En efecto, una revisión sumaria del repertorio lingüístico cotidiano arrojaría que los cubanos no se involucran en actividades ilegales, sino que “luchan”; o que en los almacenes no hay robos, sino “mermas” o “faltantes”; que en las familias con una trabajadora sexual en su seno, la palabra “cliente” se sustituye por “amigo extranjero”.
Solo para seguir la rima: una escritora cubana me contó una vez que en una reunión del Poder Popular en el municipio Centro Habana –como se sabe, uno de los más poblados y derrumbados de la ciudad– un funcionario había aludido a dos realidades con dos expresiones inéditas.
Se quejó primero de que algunos residentes de su circunscripción practicaban el “fecalismo aéreo”, es decir, defecar en una bolsa de nailon y arrojar las heces por la ventana ante la inexistencia (o insuficiencia) de instalaciones sanitarias.
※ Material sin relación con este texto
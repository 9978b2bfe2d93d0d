//! Domain layer: customer records, the dataset snapshot cache, and the
//! aggregations served over it.
//!
//! [`DatasetCache`] is the only stateful component. Everything in
//! [`aggregate`] is a pure function of a [`Dataset`].

pub mod aggregate;
pub mod dataset;
pub mod dataset_cache;
pub mod homeowner;

pub use dataset::Dataset;
pub use dataset_cache::{CacheStatus, DatasetCache};
pub use homeowner::{Homeowner, RawRecord};
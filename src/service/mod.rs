//! Service layer: the aggregation façade used by HTTP handlers.
//!
//! [`HomeownerService`] reads the current snapshot from the
//! [`super::domain::DatasetCache`] and delegates to the pure functions in
//! [`super::domain::aggregate`].

pub mod homeowner_service;

pub use homeowner_service::{HomeownerService, RankedHomeowner};
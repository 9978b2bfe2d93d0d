//! System endpoints: root banner and health check.

use axum::extract::State;
use axum::http::StatusCode;
use axum::response::IntoResponse;
use axum::routing::get;
use axum::{Json, Router};
use chrono::Utc;
use serde::Serialize;
use utoipa::ToSchema;

use crate::api::dto::MessageResponse;
use crate::app_state::AppState;
use crate::domain::CacheStatus;

/// Health check response.
#[derive(Debug, Serialize, ToSchema)]
pub struct HealthResponse {
    status: String,
    timestamp: String,
    version: String,
    cache: CacheStatus,
}

/// `GET /` — Service banner.
#[utoipa::path(
    get,
    path = "/",
    tag = "System",
    summary = "Service banner",
    responses(
        (status = 200, description = "Service is running", body = MessageResponse),
    )
)]
pub async fn root_handler() -> impl IntoResponse {
    Json(MessageResponse {
        message: "RFMD API is running".to_string(),
    })
}

/// `GET /health` — Service health status.
#[utoipa::path(
    get,
    path = "/health",
    tag = "System",
    summary = "Health check",
    description = "Returns service health, version, current timestamp and dataset cache state. Never triggers a refresh.",
    responses(
        (status = 200, description = "Service is healthy", body = HealthResponse),
    )
)]
pub async fn health_handler(State(state): State<AppState>) -> impl IntoResponse {
    let cache = state.homeowner_service.cache_status().await;
    (
        StatusCode::OK,
        Json(HealthResponse {
            status: "healthy".to_string(),
            timestamp: Utc::now().to_rfc3339(),
            version: env!("CARGO_PKG_VERSION").to_string(),
            cache,
        }),
    )
}

/// System routes mounted at the root level.
pub fn routes() -> Router<AppState> {
    Router::new()
        .route("/", get(root_handler))
        .route("/health", get(health_handler))
}
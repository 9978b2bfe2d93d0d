//! TTL-bounded, lazily refreshed snapshot of the homeowners table.
//!
//! [`DatasetCache`] holds at most one [`Dataset`] behind an `Arc`. A read
//! that finds the snapshot missing or older than the TTL refreshes it
//! inline. Refreshes are serialized by an async mutex with a double check,
//! so a burst of stale readers costs one fetch. A stale reader that finds a
//! refresh already running gets the previous snapshot at once; only readers
//! with nothing to fall back on wait for the refresh. Readers that find a
//! fresh snapshot only take the read lock long enough to clone the `Arc`.
//!
//! A failed fetch never replaces the snapshot and never advances the
//! refresh clock: the previous data keeps being served and the next read
//! tries again.

use std::sync::Arc;
use std::time::Duration;

use chrono::{DateTime, Utc};
use serde::Serialize;
use tokio::sync::{Mutex, RwLock};
use tokio::time::Instant;
use utoipa::ToSchema;

use super::Dataset;
use crate::loader::DataLoader;

#[derive(Debug, Default)]
struct CacheState {
    snapshot: Option<Arc<Dataset>>,
    last_refresh: Option<Instant>,
    last_refresh_at: Option<DateTime<Utc>>,
}

impl CacheState {
    fn is_fresh(&self, ttl: Duration) -> bool {
        self.snapshot.is_some()
            && self
                .last_refresh
                .is_some_and(|at| at.elapsed() <= ttl)
    }
}

/// Point-in-time view of the cache, for health reporting.
#[derive(Debug, Clone, Serialize, ToSchema)]
pub struct CacheStatus {
    /// Rows in the current snapshot (0 when none is loaded).
    pub rows: usize,
    /// Whether any snapshot has been loaded.
    pub loaded: bool,
    /// Whether the next read will attempt a refresh.
    pub stale: bool,
    /// Wall-clock time of the last successful refresh.
    pub last_refresh_at: Option<DateTime<Utc>>,
    /// Configured TTL in seconds.
    pub ttl_secs: u64,
}

/// Owns the current dataset snapshot and its refresh policy.
#[derive(Debug)]
pub struct DatasetCache {
    loader: Arc<dyn DataLoader>,
    ttl: Duration,
    state: RwLock<CacheState>,
    refresh_lock: Mutex<()>,
}

impl DatasetCache {
    /// Creates an empty cache. Nothing is fetched until the first
    /// [`get`](Self::get).
    #[must_use]
    pub fn new(loader: Arc<dyn DataLoader>, ttl: Duration) -> Self {
        Self {
            loader,
            ttl,
            state: RwLock::new(CacheState::default()),
            refresh_lock: Mutex::new(()),
        }
    }

    /// Configured time-to-live.
    #[must_use]
    pub const fn ttl(&self) -> Duration {
        self.ttl
    }

    /// Returns the current snapshot, refreshing it first if missing or
    /// stale.
    ///
    /// Never fails: on loader error the previous snapshot is returned, or
    /// an empty dataset when nothing was ever loaded.
    pub async fn get(&self) -> Arc<Dataset> {
        if let Some(snapshot) = self.fresh_snapshot().await {
            return snapshot;
        }

        let _guard = match self.refresh_lock.try_lock() {
            Ok(guard) => guard,
            Err(_) => {
                if let Some(previous) = self.current_snapshot().await {
                    tracing::debug!("refresh in progress, serving previous snapshot");
                    return previous;
                }
                self.refresh_lock.lock().await
            }
        };
        // Another caller may have refreshed while we waited for the guard.
        if let Some(snapshot) = self.fresh_snapshot().await {
            return snapshot;
        }

        match self.loader.fetch_all().await {
            Ok(rows) => {
                let (dataset, skipped) = Dataset::from_raw(rows);
                let snapshot = Arc::new(dataset);
                let mut state = self.state.write().await;
                state.snapshot = Some(Arc::clone(&snapshot));
                state.last_refresh = Some(Instant::now());
                state.last_refresh_at = Some(Utc::now());
                drop(state);

                tracing::info!(
                    source = %self.loader.describe(),
                    rows = snapshot.len(),
                    skipped,
                    "dataset refreshed"
                );
                snapshot
            }
            Err(err) => {
                let previous = self.current_snapshot().await;
                tracing::warn!(
                    source = %self.loader.describe(),
                    error = %err,
                    serving_previous = previous.is_some(),
                    "dataset refresh failed"
                );
                previous.unwrap_or_else(|| Arc::new(Dataset::empty()))
            }
        }
    }

    /// Reports the cache state without triggering a refresh.
    pub async fn status(&self) -> CacheStatus {
        let state = self.state.read().await;
        CacheStatus {
            rows: state.snapshot.as_ref().map_or(0, |s| s.len()),
            loaded: state.snapshot.is_some(),
            stale: !state.is_fresh(self.ttl),
            last_refresh_at: state.last_refresh_at,
            ttl_secs: self.ttl.as_secs(),
        }
    }

    async fn current_snapshot(&self) -> Option<Arc<Dataset>> {
        self.state.read().await.snapshot.clone()
    }

    async fn fresh_snapshot(&self) -> Option<Arc<Dataset>> {
        let state = self.state.read().await;
        if state.is_fresh(self.ttl) {
            state.snapshot.clone()
        } else {
            None
        }
    }
}
//! # rfmd-gateway
//!
//! Cached REST API over a denormalized RFM-D (Recency, Frequency,
//! Monetary, Duration) customer table.
//!
//! The whole table is loaded from BigQuery (or a JSON file) into an
//! in-memory snapshot that is refreshed lazily once it outlives its TTL.
//! Every endpoint is a pure aggregation over the current snapshot.
//!
//! ## Architecture
//!
//! ```text
//! Clients (dashboard, HTTP)
//!     │
//!     ├── REST Handlers (api/)
//!     │
//!     ├── HomeownerService (service/)
//!     │
//!     ├── aggregate + DatasetCache (domain/)
//!     │
//!     └── DataLoader: BigQuery REST / JSON file (loader/)
//! ```

pub mod api;
pub mod app_state;
pub mod config;
pub mod domain;
pub mod error;
pub mod loader;
pub mod service;
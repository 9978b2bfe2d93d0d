//! Pure aggregations over a [`Dataset`] snapshot.
//!
//! Every function here is deterministic given its input. Null values are
//! skipped by means and counts. Ties on "most frequent" and "best" go to the
//! lexically smallest label, which is why grouping uses `BTreeMap`.

use std::collections::{BTreeMap, BTreeSet, HashSet};

use serde::Serialize;
use utoipa::ToSchema;

use super::{Dataset, Homeowner};

/// Radar axis labels, in score order.
pub const RADAR_LABELS: [&str; 4] = ["Recency", "Frequency", "Monetary", "Duration"];

/// Filter sentinel meaning "every segment".
pub const ALL_SEGMENTS: &str = "All";

/// Filter sentinel meaning "every region".
pub const ALL_REGIONS: &str = "All Regions";

/// Filter sentinel meaning "every sub-region".
pub const ALL_SUB_REGIONS: &str = "All Sub-Regions";

/// Headline KPI figures.
#[derive(Debug, Clone, PartialEq, Serialize, ToSchema)]
pub struct Kpis {
    /// Number of customers.
    pub total_customers: usize,
    /// Mean composite score, 2 dp.
    pub avg_rfmd: Option<f64>,
    /// Mean spend, 2 dp.
    pub avg_monetary: Option<f64>,
    /// Mean transaction count, 2 dp.
    pub avg_frequency: Option<f64>,
    /// Most frequent trade.
    pub top_trade: Option<String>,
    /// Most frequent region.
    pub top_region: Option<String>,
}

/// KPI figures plus best segment, revenue extremes by region and the
/// summed composite score.
#[derive(Debug, Clone, PartialEq, Serialize, ToSchema)]
pub struct Summary {
    /// Number of customers.
    pub total_customers: usize,
    /// Mean composite score, 2 dp.
    pub avg_rfmd: Option<f64>,
    /// Most frequent trade.
    pub top_trade: Option<String>,
    /// Most frequent region.
    pub top_region: Option<String>,
    /// Mean spend, 2 dp.
    pub avg_monetary: Option<f64>,
    /// Mean transaction count, 2 dp.
    pub avg_frequency: Option<f64>,
    /// Segment with the highest mean composite score.
    pub best_segment: Option<String>,
    /// That segment's mean composite score, 2 dp.
    pub best_segment_score: Option<f64>,
    /// Region with the highest summed spend.
    pub best_region_revenue: Option<String>,
    /// That region's summed spend, 2 dp.
    pub best_region_revenue_value: Option<f64>,
    /// Region with the lowest summed spend.
    pub lowest_region_revenue: Option<String>,
    /// That region's summed spend, 2 dp.
    pub lowest_region_revenue_value: Option<f64>,
    /// Sum of every present composite score, 2 dp.
    pub total_rfmd: f64,
}

/// Radar chart payload: four labels and four scores in the same order.
#[derive(Debug, Clone, PartialEq, Serialize, ToSchema)]
pub struct Radar {
    /// Always `Recency`, `Frequency`, `Monetary`, `Duration`.
    pub labels: Vec<String>,
    /// Average component scores, 2 dp.
    pub scores: Vec<f64>,
}

/// Occurrences of one trade.
#[derive(Debug, Clone, PartialEq, Eq, Serialize, ToSchema)]
pub struct TradeCount {
    /// Trade label.
    #[serde(rename = "Trade")]
    pub trade: String,
    /// Number of matching customers.
    #[serde(rename = "Count")]
    pub count: u64,
}

/// A region and the sub-regions seen within it.
#[derive(Debug, Clone, PartialEq, Eq, Serialize, ToSchema)]
pub struct RegionOptions {
    /// Region label.
    pub region: String,
    /// Distinct sub-region labels, sorted.
    pub sub_regions: Vec<String>,
}

/// Highest and lowest revenue sub-regions within a region filter.
#[derive(Debug, Clone, PartialEq, Serialize, ToSchema)]
pub struct SubRegionRevenue {
    /// Sub-region with the highest summed spend.
    pub highest_sub_region: String,
    /// Its summed spend, 2 dp.
    pub highest_revenue: f64,
    /// Sub-region with the lowest summed spend.
    pub lowest_sub_region: String,
    /// Its summed spend, 2 dp.
    pub lowest_revenue: f64,
}

/// Exact-match segment, region and sub-region filter.
///
/// Empty strings and the `All` / `All Regions` / `All Sub-Regions`
/// sentinels mean "no filter" for their dimension. The default filter
/// matches every record.
#[derive(Debug, Clone, Default, PartialEq, Eq)]
pub struct RegionFilter {
    segment: Option<String>,
    region: Option<String>,
    sub_region: Option<String>,
}

impl RegionFilter {
    /// Builds a region filter, dropping sentinel and empty values.
    #[must_use]
    pub fn new(region: Option<&str>, sub_region: Option<&str>) -> Self {
        Self {
            segment: None,
            region: active(region, ALL_REGIONS),
            sub_region: active(sub_region, ALL_SUB_REGIONS),
        }
    }

    /// Narrows the filter to one segment.
    #[must_use]
    pub fn with_segment(mut self, segment: Option<&str>) -> Self {
        self.segment = active(segment, ALL_SEGMENTS);
        self
    }

    /// Returns `true` if the record passes every dimension.
    #[must_use]
    pub fn matches(&self, record: &Homeowner) -> bool {
        same(self.segment.as_deref(), record.segment.as_deref())
            && same(self.region.as_deref(), record.region.as_deref())
            && same(self.sub_region.as_deref(), record.sub_region.as_deref())
    }

    fn without_sub_region(&self) -> Self {
        Self {
            sub_region: None,
            ..self.clone()
        }
    }
}

fn same(wanted: Option<&str>, actual: Option<&str>) -> bool {
    wanted.is_none_or(|w| actual == Some(w))
}

fn select<'a>(dataset: &'a Dataset, filter: &RegionFilter) -> Vec<&'a Homeowner> {
    dataset.iter().filter(|r| filter.matches(r)).collect()
}

fn active(value: Option<&str>, sentinel: &str) -> Option<String> {
    value
        .filter(|v| !v.is_empty() && *v != sentinel)
        .map(str::to_string)
}

/// Rounds to 2 decimal places, ties to even.
#[must_use]
pub fn round2(value: f64) -> f64 {
    (value * 100.0).round_ties_even() / 100.0
}

/// Mean of the present values, or `None` when there are none.
#[allow(clippy::cast_precision_loss)]
fn mean(values: impl Iterator<Item = f64>) -> Option<f64> {
    let (sum, n) = values.fold((0.0, 0_usize), |(s, n), v| (s + v, n + 1));
    (n > 0).then(|| sum / n as f64)
}

/// Counts non-null labels.
fn counts<'a>(labels: impl Iterator<Item = Option<&'a str>>) -> BTreeMap<&'a str, u64> {
    let mut map = BTreeMap::new();
    for label in labels.flatten() {
        *map.entry(label).or_insert(0) += 1;
    }
    map
}

/// Key with the highest value; the first (smallest) key wins ties.
fn arg_max<K: Copy, V: PartialOrd + Copy>(
    entries: impl IntoIterator<Item = (K, V)>,
) -> Option<(K, V)> {
    entries.into_iter().fold(None, |best, (k, v)| match best {
        Some((_, bv)) if v <= bv => best,
        _ => Some((k, v)),
    })
}

/// Key with the lowest value; the first (smallest) key wins ties.
fn arg_min<K: Copy, V: PartialOrd + Copy>(
    entries: impl IntoIterator<Item = (K, V)>,
) -> Option<(K, V)> {
    entries.into_iter().fold(None, |best, (k, v)| match best {
        Some((_, bv)) if v >= bv => best,
        _ => Some((k, v)),
    })
}

fn most_frequent<'a>(labels: impl Iterator<Item = Option<&'a str>>) -> Option<String> {
    arg_max(counts(labels)).map(|(label, _)| label.to_string())
}

#[allow(clippy::cast_precision_loss)]
fn avg_frequency(records: &[&Homeowner]) -> Option<f64> {
    mean(records.iter().filter_map(|r| r.frequency).map(|f| f as f64)).map(round2)
}

fn avg_monetary(records: &[&Homeowner]) -> Option<f64> {
    mean(records.iter().filter_map(|r| r.monetary)).map(round2)
}

fn avg_rfmd(records: &[&Homeowner]) -> Option<f64> {
    mean(records.iter().filter_map(|r| r.rfmd_score)).map(round2)
}

fn kpis_of(records: &[&Homeowner]) -> Option<Kpis> {
    if records.is_empty() {
        return None;
    }
    Some(Kpis {
        total_customers: records.len(),
        avg_rfmd: avg_rfmd(records),
        avg_monetary: avg_monetary(records),
        avg_frequency: avg_frequency(records),
        top_trade: most_frequent(records.iter().map(|r| r.trade.as_deref())),
        top_region: most_frequent(records.iter().map(|r| r.region.as_deref())),
    })
}

/// KPI card figures over the filtered records. `None` when nothing
/// matches.
#[must_use]
pub fn kpis(dataset: &Dataset, filter: &RegionFilter) -> Option<Kpis> {
    kpis_of(&select(dataset, filter))
}

/// The `n` filtered records with the highest composite score, descending.
///
/// The sort is stable, so equal scores keep load order. Records without a
/// score sort after every scored record.
#[must_use]
pub fn top_n<'a>(dataset: &'a Dataset, filter: &RegionFilter, n: usize) -> Vec<&'a Homeowner> {
    let mut ranked = select(dataset, filter);
    ranked.sort_by(|a, b| match (a.rfmd_score, b.rfmd_score) {
        (Some(x), Some(y)) => y.total_cmp(&x),
        (Some(_), None) => std::cmp::Ordering::Less,
        (None, Some(_)) => std::cmp::Ordering::Greater,
        (None, None) => std::cmp::Ordering::Equal,
    });
    ranked.truncate(n);
    ranked
}

/// Average R/F/M/D scores for one segment, or the mean of all segment
/// averages when `segment` is absent or unknown.
///
/// The fallback is a mean of per-segment means, so small segments weigh as
/// much as large ones. Records without a segment are ignored. A component
/// with no data reports `0.0`.
#[must_use]
pub fn radar(dataset: &Dataset, segment: Option<&str>) -> Radar {
    let mut groups: BTreeMap<&str, [(f64, usize); 4]> = BTreeMap::new();
    for record in dataset {
        let Some(seg) = record.segment.as_deref() else {
            continue;
        };
        let acc = groups.entry(seg).or_insert([(0.0, 0); 4]);
        for (slot, score) in acc.iter_mut().zip(record.component_scores()) {
            if let Some(score) = score {
                slot.0 += f64::from(score);
                slot.1 += 1;
            }
        }
    }

    #[allow(clippy::cast_precision_loss)]
    let group_means: BTreeMap<&str, [Option<f64>; 4]> = groups
        .into_iter()
        .map(|(seg, acc)| (seg, acc.map(|(sum, n)| (n > 0).then(|| sum / n as f64))))
        .collect();

    let selected = segment
        .filter(|s| !s.is_empty())
        .and_then(|s| group_means.get(s))
        .copied();

    let scores: [Option<f64>; 4] = match selected {
        Some(means) => means,
        None => std::array::from_fn(|i| {
            mean(
                group_means
                    .values()
                    .filter_map(|means| means.get(i).copied().flatten()),
            )
        }),
    };

    Radar {
        labels: RADAR_LABELS.iter().map(|l| (*l).to_string()).collect(),
        scores: scores.iter().map(|s| round2(s.unwrap_or(0.0))).collect(),
    }
}

/// Customers per trade after filtering, most frequent first.
///
/// Equal counts are ordered by trade label.
#[must_use]
pub fn trade_counts(dataset: &Dataset, filter: &RegionFilter) -> Vec<TradeCount> {
    let mut out: Vec<TradeCount> = counts(
        dataset
            .iter()
            .filter(|r| filter.matches(r))
            .map(|r| r.trade.as_deref()),
    )
    .into_iter()
    .map(|(trade, count)| TradeCount {
        trade: trade.to_string(),
        count,
    })
    .collect();
    // BTreeMap order is lexical; a stable sort keeps it among equal counts.
    out.sort_by(|a, b| b.count.cmp(&a.count));
    out
}

/// Full summary box over the filtered records. `None` when nothing
/// matches.
#[must_use]
pub fn summary(dataset: &Dataset, filter: &RegionFilter) -> Option<Summary> {
    let records = select(dataset, filter);
    let kpis = kpis_of(&records)?;

    let mut segment_scores: BTreeMap<&str, (f64, usize)> = BTreeMap::new();
    for record in &records {
        if let (Some(seg), Some(score)) = (record.segment.as_deref(), record.rfmd_score) {
            let acc = segment_scores.entry(seg).or_insert((0.0, 0));
            acc.0 += score;
            acc.1 += 1;
        }
    }
    #[allow(clippy::cast_precision_loss)]
    let best_segment = arg_max(
        segment_scores
            .into_iter()
            .map(|(seg, (sum, n))| (seg, sum / n as f64)),
    );

    let region_revenue = revenue_by(records.iter().copied(), |r| r.region.as_deref());
    let best_region = arg_max(region_revenue.iter().map(|(k, v)| (*k, *v)));
    let worst_region = arg_min(region_revenue.iter().map(|(k, v)| (*k, *v)));
    let total_rfmd: f64 = records.iter().filter_map(|r| r.rfmd_score).sum();

    Some(Summary {
        total_customers: kpis.total_customers,
        avg_rfmd: kpis.avg_rfmd,
        top_trade: kpis.top_trade,
        top_region: kpis.top_region,
        avg_monetary: kpis.avg_monetary,
        avg_frequency: kpis.avg_frequency,
        best_segment: best_segment.map(|(s, _)| s.to_string()),
        best_segment_score: best_segment.map(|(_, v)| round2(v)),
        best_region_revenue: best_region.map(|(r, _)| r.to_string()),
        best_region_revenue_value: best_region.map(|(_, v)| round2(v)),
        lowest_region_revenue: worst_region.map(|(r, _)| r.to_string()),
        lowest_region_revenue_value: worst_region.map(|(_, v)| round2(v)),
        total_rfmd: round2(total_rfmd),
    })
}

/// Summed spend per label. Every labelled record creates its group, even
/// when its spend is null.
fn revenue_by<'a>(
    records: impl Iterator<Item = &'a Homeowner>,
    label: impl Fn(&'a Homeowner) -> Option<&'a str>,
) -> BTreeMap<&'a str, f64> {
    let mut map = BTreeMap::new();
    for record in records {
        if let Some(key) = label(record) {
            *map.entry(key).or_insert(0.0) += record.monetary.unwrap_or(0.0);
        }
    }
    map
}

/// Distinct segment labels in order of first appearance.
#[must_use]
pub fn segments(dataset: &Dataset) -> Vec<String> {
    let mut seen = HashSet::new();
    dataset
        .iter()
        .filter_map(|r| r.segment.as_deref())
        .filter(|s| seen.insert(*s))
        .map(str::to_string)
        .collect()
}

/// Every region with its sub-regions, both sorted.
#[must_use]
pub fn regions(dataset: &Dataset) -> Vec<RegionOptions> {
    let mut map: BTreeMap<&str, BTreeSet<&str>> = BTreeMap::new();
    for record in dataset {
        if let Some(region) = record.region.as_deref() {
            let subs = map.entry(region).or_default();
            if let Some(sub) = record.sub_region.as_deref() {
                subs.insert(sub);
            }
        }
    }
    map.into_iter()
        .map(|(region, subs)| RegionOptions {
            region: region.to_string(),
            sub_regions: subs.into_iter().map(str::to_string).collect(),
        })
        .collect()
}

/// Highest and lowest revenue sub-regions within the segment and region
/// of `filter`. Its sub-region dimension is ignored.
///
/// `None` when no matching record has a sub-region.
#[must_use]
pub fn sub_region_revenue(dataset: &Dataset, filter: &RegionFilter) -> Option<SubRegionRevenue> {
    let filter = filter.without_sub_region();
    let revenue = revenue_by(
        dataset.iter().filter(|r| filter.matches(r)),
        |r| r.sub_region.as_deref(),
    );
    let (high, high_value) = arg_max(revenue.iter().map(|(k, v)| (*k, *v)))?;
    let (low, low_value) = arg_min(revenue.iter().map(|(k, v)| (*k, *v)))?;
    Some(SubRegionRevenue {
        highest_sub_region: high.to_string(),
        highest_revenue: round2(high_value),
        lowest_sub_region: low.to_string(),
        lowest_revenue: round2(low_value),
    })
}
Después, dijo que había edificios en “estática milagrosa”, para denotar que no se habían derrumbado por obra y gracia de la Divina Providencia.
Lo anterior constituye la otra cara de la moneda de una cultura marginal que desde los años 90 se ha venido extendiendo a pasos seguros y emplea con la misma naturalidad expresiones soeces por definición. El resultado es que en Cuba hoy las llamadas malas palabras vuelan con una alta intensidad que haría palidecer al más aséptico de los lingüistas y al más radical de los moralistas. Los testículos campean en las colas, los hijos de lobas inundan los oídos en las calles, y los penes vuelan en los ómnibus, fenómeno que una estudiosa denomina “la lexicalización de la pinga”, es decir, el vaciamiento de su significado histórico para convertirse en otra cosa.
La palabra “coño”, proveniente del latín cuneus (cuña), fue en sus orígenes una metáfora para designar la vagina; pero en nuestros días los cubanos la empleamos como una simple interjección una vez perdido o atenuado en el tiempo su referente original, a no ser que se asocie con la madre de uno.
Como ocurre con la palabra “carajo”, según se comprueba en este soneto del muy romántico Don José de Espronceda, del que cito solo lo imprescindible, para no exagerar: “Un carajo impertérrito, que al cielo / su espumante cabeza levantaba / y coños y más coños desgarraba […] nunca su seno túrgido saciaba / y con violento empuje penetraba / hórridos bosques de erizado pelo”.
Entonces, cuando en el siglo XIX a uno lo mandaban “para casa del carajo”, equivalía exactamente a mandarlo hoy para donde ustedes saben.
La cultura cubana anda por nuevos derroteros barrocos. Barroco aquí significa coexistencia de extremos, como en Francisco de Quevedo, quien en su “Riesgo de celebrar la hermosura de las tontas”, se pronunció contra el petrarquismo de la siguiente manera: ¨En vos llamé rubí lo que mi abuelo / llamara labio y jeta comedora¨.